Then he walked through the house to the northern terrace, where Philippa and Peggy sat sewing and looking out across the valley toward the smoky panorama in the north. His field glasses lay on the parapet, and he picked them up and adjusted them to his vision.

"Isly is burning, and Rosales, and the great farm of Le Pigeonnier," remarked Peggy.

"Who says so?"

"Mathilde. The postman told her. He heard it in Ausone from the soldiers. That is where the fighting is, at Isly. The trains leaving Ausone are loaded with soldiers going north. It appears that matters are progressing very well for us."

Warner said nothing. With two French towns burning on the horizon, the great farm of Le Pigeonnier on fire, and the cannonade steadily becoming more distinct, he was not at all certain that everything promised well for Ausone and Saïs and the valley of the Récollette.

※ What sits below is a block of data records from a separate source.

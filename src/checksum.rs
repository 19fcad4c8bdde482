//! The two integrity checks used on flash: the additive checksum that protects a boot record,
//! and the IEEE CRC-32 that updater clients send alongside an image.

use crate::flash::Flash;

use crc::{Crc, CRC_32_ISO_HDLC};

/// Reflected CRC-32 with the IEEE 802.3 polynomial, as computed by zlib, `crc32(1)` and friends
pub const IMAGE_CRC: Crc<u32> = Crc::<u32>::new(&CRC_32_ISO_HDLC);

/// How many bytes are read from flash at a time while computing a CRC
const READ_CHUNK: usize = 8192;

/// Compute a record checksum over 32-bit words, the checksum word itself being zero.
///
/// The result is chosen so that the wrapping sum of all words, checksum included, is
/// `0xFFFFFFFF`.
pub fn record_checksum<I: IntoIterator<Item = u32>>(words: I) -> u32 {
    let sum = words.into_iter().fold(0u32, u32::wrapping_add);
    u32::MAX.wrapping_sub(sum)
}

/// CRC-32 of an in-memory buffer
pub fn crc32(bytes: &[u8]) -> u32 {
    IMAGE_CRC.checksum(bytes)
}

/// CRC-32 of `len` bytes of flash starting at `offset`, read in bounded chunks
pub fn flash_crc32<F: Flash + ?Sized>(flash: &F, offset: u32, len: u32) -> anyhow::Result<u32> {
    let chunks = (len as usize).div_ceil(READ_CHUNK);
    let rpt = howudoin::new()
        .label("Computing image CRC")
        .set_len(u64::try_from(chunks).ok());

    let mut digest = IMAGE_CRC.digest();
    let mut buf = vec![0u8; READ_CHUNK];
    let mut addr = offset;
    let mut remaining = len as usize;
    while remaining > 0 {
        let buf = &mut buf[..remaining.min(READ_CHUNK)];
        flash.read(addr, buf)?;
        digest.update(buf);

        // `buf` is never longer than READ_CHUNK, so this cannot truncate. A range ending at the
        // very top of the address space wraps after its last chunk.
        addr = addr.wrapping_add(buf.len() as u32);
        remaining -= buf.len();
        rpt.inc();
    }

    rpt.close();
    Ok(digest.finalize())
}

#[test]
fn test_crc32_check_value() {
    assert_eq!(crc32(b"123456789"), 0xCBF43926);
    assert_eq!(crc32(b""), 0);
}

#[test]
fn test_record_checksum() {
    let words = [0x4D554241, 1, 4, 0, 0x01010000, 0x200000, 0xF80000, 0x1E00000];
    let checksum = record_checksum(words);
    assert_eq!(checksum, 0xAEB1BDB9);

    // All words including the checksum wrap around to all-ones
    let total = words
        .iter()
        .fold(checksum, |acc, &word| acc.wrapping_add(word));
    assert_eq!(total, u32::MAX);

    assert_eq!(record_checksum([]), u32::MAX);
    assert_eq!(record_checksum([u32::MAX, 1]), u32::MAX);
}

#[test]
fn test_flash_crc32_matches_buffer() -> anyhow::Result<()> {
    use crate::flash::{SimFlash, TEST_GEOMETRY};

    let mut flash = SimFlash::new(TEST_GEOMETRY);
    let payload: Vec<u8> = (0..20_000u32).map(|i| (i * 7 + i / 13) as u8).collect();
    flash.raw_mut(0x1000..0x1000 + payload.len()).copy_from_slice(&payload);

    // Spans several read chunks and ends mid-chunk
    assert_eq!(
        flash_crc32(&flash, 0x1000, payload.len() as u32)?,
        crc32(&payload)
    );
    assert_eq!(flash_crc32(&flash, 0x1000, 0)?, crc32(&[]));

    Ok(())
}

#[test]
fn test_flash_crc32_at_top_of_address_space() -> anyhow::Result<()> {
    use crate::flash::{FlashGeometry, ERASED_BYTE};

    /// A blank 4 GiB part that only supports reads
    struct BlankFlash;

    impl Flash for BlankFlash {
        fn geometry(&self) -> FlashGeometry {
            FlashGeometry {
                sectors: 0x10000,
                sector_size: 0x10000,
                page_size: 256,
            }
        }

        fn read(&self, addr: u32, content: &mut [u8]) -> anyhow::Result<()> {
            anyhow::ensure!(
                u64::from(addr) + content.len() as u64 <= self.geometry().size(),
                "read past end"
            );
            content.fill(ERASED_BYTE);
            Ok(())
        }

        fn erase(&mut self, _addr: u32, _len: u32) -> anyhow::Result<()> {
            anyhow::bail!("read-only")
        }

        fn write(&mut self, _addr: u32, _content: &[u8]) -> anyhow::Result<()> {
            anyhow::bail!("read-only")
        }
    }

    // Two chunks, the second ending on the last byte of the device
    let len = 10_000u32;
    assert_eq!(
        flash_crc32(&BlankFlash, u32::MAX - (len - 1), len)?,
        crc32(&vec![ERASED_BYTE; len as usize])
    );

    Ok(())
}
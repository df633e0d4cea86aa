//! Read-only catalog lookup.
//!
//! Small, typo-prone catalogs use fuzzy best-match scoring against item
//! names; large catalogs use substring containment over a precomputed
//! search string, with popularity as the tie-break.

use rapidfuzz::distance::jaro_winkler;
use serde::{Deserialize, Serialize};

use crate::catalog::Catalog;
use crate::core::CatalogItem;

/// Per-domain search behavior
#[derive(Debug, Clone, Copy, PartialEq, Serialize, Deserialize)]
#[serde(rename_all = "snake_case")]
pub enum SearchMode {
    /// Jaro-Winkler percentage against item names, results below
    /// `cutoff` dropped
    Fuzzy { cutoff: f64 },
    /// Containment over the lowercase "name creator" search string
    Substring,
}

/// Search the catalog, returning up to `limit` items ranked best-first.
///
/// An empty or whitespace query returns no results.
pub fn search(catalog: &Catalog, query: &str, limit: usize, mode: SearchMode) -> Vec<CatalogItem> {
    let query = query.trim();
    if query.is_empty() {
        return Vec::new();
    }

    match mode {
        SearchMode::Fuzzy { cutoff } => fuzzy(catalog, query, limit, cutoff),
        SearchMode::Substring => substring(catalog, query, limit),
    }
}

fn fuzzy(catalog: &Catalog, query: &str, limit: usize, cutoff: f64) -> Vec<CatalogItem> {
    let query_lower = query.to_lowercase();

    let mut scored: Vec<(usize, f64)> = catalog
        .items()
        .iter()
        .enumerate()
        .map(|(i, item)| {
            let name_lower = item.name.to_lowercase();
            let score =
                jaro_winkler::normalized_similarity(query_lower.chars(), name_lower.chars()) * 100.0;
            (i, score)
        })
        .filter(|(_, score)| *score >= cutoff)
        .collect();

    scored.sort_by(|a, b| {
        b.1.partial_cmp(&a.1)
            .unwrap_or(std::cmp::Ordering::Equal)
            .then_with(|| {
                let pa = catalog.item(a.0).popularity;
                let pb = catalog.item(b.0).popularity;
                pb.partial_cmp(&pa).unwrap_or(std::cmp::Ordering::Equal)
            })
    });

    scored
        .into_iter()
        .take(limit)
        .map(|(i, _)| catalog.item(i).clone())
        .collect()
}

fn substring(catalog: &Catalog, query: &str, limit: usize) -> Vec<CatalogItem> {
    let query_lower = query.to_lowercase();

    let mut hits: Vec<usize> = (0..catalog.len())
        .filter(|i| catalog.search_string(*i).contains(&query_lower))
        .collect();

    hits.sort_by(|a, b| {
        let pa = catalog.item(*a).popularity;
        let pb = catalog.item(*b).popularity;
        pb.partial_cmp(&pa).unwrap_or(std::cmp::Ordering::Equal)
    });

    hits.into_iter()
        .take(limit)
        .map(|i| catalog.item(i).clone())
        .collect()
}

Through his glasses he could see the beautiful spire of Sainte Cassilda in Ausone. Beyond, where the wooded, conical hill rose from the rolling plain as though it were an enormous artificial mound, nothing of the fort was visible.

But farther away, beyond the river, he could see trains crawling across the landscape – see smoke trailing from locomotives; farther still only the green and gold of woods and grain fields stretched away, growing vaguer and dimmer until the wall of smoke obscured them and blotted the earth from view.

Madame de Moidrey appeared at the doorway behind them.

"They have just telephoned from Ausone to ask whether we can take in wounded, if necessary," she said calmly. "They are to send material for fifty beds this evening. Sister Eila and Dr. Senlis have offered to remain for the present. I think everybody will have to help."

Philippa, who had risen, came toward her.

"I don't mind where I sleep," she said, "if I can only be of any use – "

"You are not going to be disturbed, dear – not at present, anyway." And to Peggy: "I have told them to open the east wing and air the gallery and the rooms on both the upper floors. There is room for two hundred beds in the east wing. Vignier has gone to turn on the water, and I shall have the parquet and windows thoroughly cleaned and the stair carpets taken out of storage and laid down."

"Is there anything I can do?" asked Warner.

"Nothing for any of us to do so far. When the beds arrive, I shall have them set up and ready, that's all. Peggy, if the servants require any further instructions, tell them what to do. Sister Eila is inspecting the east wing and I must return to Mr. Gray."

"How is Gray?" asked Warner.

"Very much afraid that he is making us extra trouble. He is so patient, so considerate – really a most charming man.

"I have an idea that the cannonade is making him very restless. He tries not to show it. He lies there very quietly, asking for nothing, most grateful for the slightest attention. I have been giving him the medicine Dr. Senlis prescribed and reading the paper to him between doses."

"Couldn't I do that?" began Peggy, but Madame de Moidrey shook her pretty head hastily and went away to inspect her Englishman, for whom luncheon was being prepared on a tray.

Luncheon was served on the terrace for the others. It was a rather silent affair: they ate with the distant rumble of cannon in their ears and their eyes turning ever toward the north where that impenetrable wall of smoke masked the horizon from east to west.

"I think I shall go over to Ausone," remarked Warner.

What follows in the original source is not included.